== Segment start ==

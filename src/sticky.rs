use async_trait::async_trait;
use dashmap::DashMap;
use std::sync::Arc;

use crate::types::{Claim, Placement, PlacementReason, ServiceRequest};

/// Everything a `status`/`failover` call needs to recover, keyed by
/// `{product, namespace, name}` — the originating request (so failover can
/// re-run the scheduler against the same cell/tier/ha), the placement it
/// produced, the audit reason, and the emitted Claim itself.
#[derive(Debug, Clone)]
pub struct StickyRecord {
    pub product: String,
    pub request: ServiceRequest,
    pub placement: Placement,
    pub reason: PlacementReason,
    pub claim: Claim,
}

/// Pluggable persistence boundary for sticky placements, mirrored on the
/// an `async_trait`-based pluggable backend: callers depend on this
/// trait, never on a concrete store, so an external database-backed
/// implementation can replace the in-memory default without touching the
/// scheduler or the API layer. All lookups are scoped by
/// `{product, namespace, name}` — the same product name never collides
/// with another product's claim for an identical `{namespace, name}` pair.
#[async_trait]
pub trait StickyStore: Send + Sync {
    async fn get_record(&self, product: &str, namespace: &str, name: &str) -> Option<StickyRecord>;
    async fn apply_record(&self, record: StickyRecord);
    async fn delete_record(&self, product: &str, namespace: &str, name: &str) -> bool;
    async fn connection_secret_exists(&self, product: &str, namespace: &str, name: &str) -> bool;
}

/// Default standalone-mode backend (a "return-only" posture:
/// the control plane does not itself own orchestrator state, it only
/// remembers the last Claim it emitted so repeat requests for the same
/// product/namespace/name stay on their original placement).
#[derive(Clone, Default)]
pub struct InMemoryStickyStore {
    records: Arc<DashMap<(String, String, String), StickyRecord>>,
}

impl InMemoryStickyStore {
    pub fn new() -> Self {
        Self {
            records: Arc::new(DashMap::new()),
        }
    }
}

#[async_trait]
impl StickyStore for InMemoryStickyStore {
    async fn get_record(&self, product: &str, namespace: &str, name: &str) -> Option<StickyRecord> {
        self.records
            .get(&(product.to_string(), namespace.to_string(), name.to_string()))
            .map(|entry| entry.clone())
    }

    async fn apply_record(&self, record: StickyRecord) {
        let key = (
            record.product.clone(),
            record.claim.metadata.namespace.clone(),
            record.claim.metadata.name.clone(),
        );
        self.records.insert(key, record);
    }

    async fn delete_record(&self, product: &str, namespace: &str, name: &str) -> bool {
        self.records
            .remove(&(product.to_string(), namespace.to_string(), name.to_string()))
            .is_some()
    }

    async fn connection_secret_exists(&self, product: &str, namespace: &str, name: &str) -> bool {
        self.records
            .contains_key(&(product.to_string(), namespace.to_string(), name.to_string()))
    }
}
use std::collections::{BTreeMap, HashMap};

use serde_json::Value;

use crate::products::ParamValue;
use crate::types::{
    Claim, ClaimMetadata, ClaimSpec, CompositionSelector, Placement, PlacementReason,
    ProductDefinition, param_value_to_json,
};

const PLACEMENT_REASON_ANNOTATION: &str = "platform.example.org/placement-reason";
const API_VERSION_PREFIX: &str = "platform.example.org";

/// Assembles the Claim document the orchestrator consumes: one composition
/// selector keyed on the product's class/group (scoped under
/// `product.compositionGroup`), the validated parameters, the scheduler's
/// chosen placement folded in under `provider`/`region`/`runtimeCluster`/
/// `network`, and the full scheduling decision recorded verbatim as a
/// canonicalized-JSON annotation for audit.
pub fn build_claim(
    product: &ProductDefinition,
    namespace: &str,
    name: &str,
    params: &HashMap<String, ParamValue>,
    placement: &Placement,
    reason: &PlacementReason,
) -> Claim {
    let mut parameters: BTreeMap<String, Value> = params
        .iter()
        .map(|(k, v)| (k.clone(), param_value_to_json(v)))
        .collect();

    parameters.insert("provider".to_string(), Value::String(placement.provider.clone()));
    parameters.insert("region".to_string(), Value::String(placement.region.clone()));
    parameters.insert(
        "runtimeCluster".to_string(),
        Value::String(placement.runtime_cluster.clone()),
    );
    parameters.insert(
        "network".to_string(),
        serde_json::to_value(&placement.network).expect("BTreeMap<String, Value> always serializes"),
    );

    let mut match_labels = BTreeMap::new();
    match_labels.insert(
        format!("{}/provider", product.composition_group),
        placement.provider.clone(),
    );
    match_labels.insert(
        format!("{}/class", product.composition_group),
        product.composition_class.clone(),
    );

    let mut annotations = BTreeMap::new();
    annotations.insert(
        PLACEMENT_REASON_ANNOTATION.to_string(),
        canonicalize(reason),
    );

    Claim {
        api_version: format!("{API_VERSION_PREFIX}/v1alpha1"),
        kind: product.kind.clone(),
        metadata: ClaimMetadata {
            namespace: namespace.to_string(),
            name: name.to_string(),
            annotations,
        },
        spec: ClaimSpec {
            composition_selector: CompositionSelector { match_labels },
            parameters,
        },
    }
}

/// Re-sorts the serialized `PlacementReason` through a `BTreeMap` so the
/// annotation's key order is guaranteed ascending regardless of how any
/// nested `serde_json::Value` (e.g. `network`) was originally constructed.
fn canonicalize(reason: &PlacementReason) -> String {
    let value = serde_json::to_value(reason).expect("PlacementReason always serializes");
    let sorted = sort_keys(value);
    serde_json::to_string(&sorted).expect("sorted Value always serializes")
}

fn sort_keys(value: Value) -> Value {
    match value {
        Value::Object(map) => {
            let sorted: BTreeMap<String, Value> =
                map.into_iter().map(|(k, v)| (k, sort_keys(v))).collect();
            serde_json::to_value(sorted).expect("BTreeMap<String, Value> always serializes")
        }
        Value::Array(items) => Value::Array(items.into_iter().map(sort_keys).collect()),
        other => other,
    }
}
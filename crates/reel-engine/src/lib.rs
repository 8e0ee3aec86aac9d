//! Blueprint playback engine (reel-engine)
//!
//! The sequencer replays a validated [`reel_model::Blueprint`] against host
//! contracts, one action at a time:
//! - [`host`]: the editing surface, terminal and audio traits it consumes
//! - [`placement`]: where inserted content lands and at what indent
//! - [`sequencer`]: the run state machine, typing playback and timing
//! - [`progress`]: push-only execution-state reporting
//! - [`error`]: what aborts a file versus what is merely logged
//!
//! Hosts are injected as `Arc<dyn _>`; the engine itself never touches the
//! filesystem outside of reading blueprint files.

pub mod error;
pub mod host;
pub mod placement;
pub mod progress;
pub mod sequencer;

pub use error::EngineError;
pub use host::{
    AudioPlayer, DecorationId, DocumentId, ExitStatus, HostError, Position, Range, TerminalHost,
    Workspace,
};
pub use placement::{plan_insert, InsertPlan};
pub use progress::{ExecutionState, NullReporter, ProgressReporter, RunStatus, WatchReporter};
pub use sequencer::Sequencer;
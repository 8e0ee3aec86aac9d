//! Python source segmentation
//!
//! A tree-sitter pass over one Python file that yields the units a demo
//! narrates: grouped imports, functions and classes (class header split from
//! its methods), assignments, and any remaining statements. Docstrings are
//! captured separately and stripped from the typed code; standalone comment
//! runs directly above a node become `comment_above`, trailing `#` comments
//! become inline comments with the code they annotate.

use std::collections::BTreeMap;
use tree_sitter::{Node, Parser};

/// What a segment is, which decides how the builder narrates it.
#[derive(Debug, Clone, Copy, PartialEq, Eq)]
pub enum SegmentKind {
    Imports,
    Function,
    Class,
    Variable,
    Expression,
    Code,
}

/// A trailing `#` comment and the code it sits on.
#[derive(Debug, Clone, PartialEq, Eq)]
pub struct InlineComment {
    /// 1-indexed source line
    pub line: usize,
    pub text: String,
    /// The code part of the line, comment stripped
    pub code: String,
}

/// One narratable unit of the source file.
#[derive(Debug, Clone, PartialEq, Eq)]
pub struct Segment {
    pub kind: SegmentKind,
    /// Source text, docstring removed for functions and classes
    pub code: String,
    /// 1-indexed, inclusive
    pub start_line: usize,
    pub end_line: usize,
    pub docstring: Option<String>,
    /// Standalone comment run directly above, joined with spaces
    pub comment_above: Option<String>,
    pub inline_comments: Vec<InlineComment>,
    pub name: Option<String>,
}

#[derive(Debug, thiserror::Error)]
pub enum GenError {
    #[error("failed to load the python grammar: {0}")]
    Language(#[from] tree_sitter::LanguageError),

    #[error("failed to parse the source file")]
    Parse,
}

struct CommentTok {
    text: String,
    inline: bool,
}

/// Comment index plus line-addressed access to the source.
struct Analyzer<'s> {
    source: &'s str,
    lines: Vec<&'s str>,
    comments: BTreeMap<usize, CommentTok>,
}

== Segment end ==

» **Task details**
The lines to report are those in the material above that contain the word "indexed"; copy every one of them.

» **Task result**
    /// 1-indexed source line
    /// 1-indexed, inclusive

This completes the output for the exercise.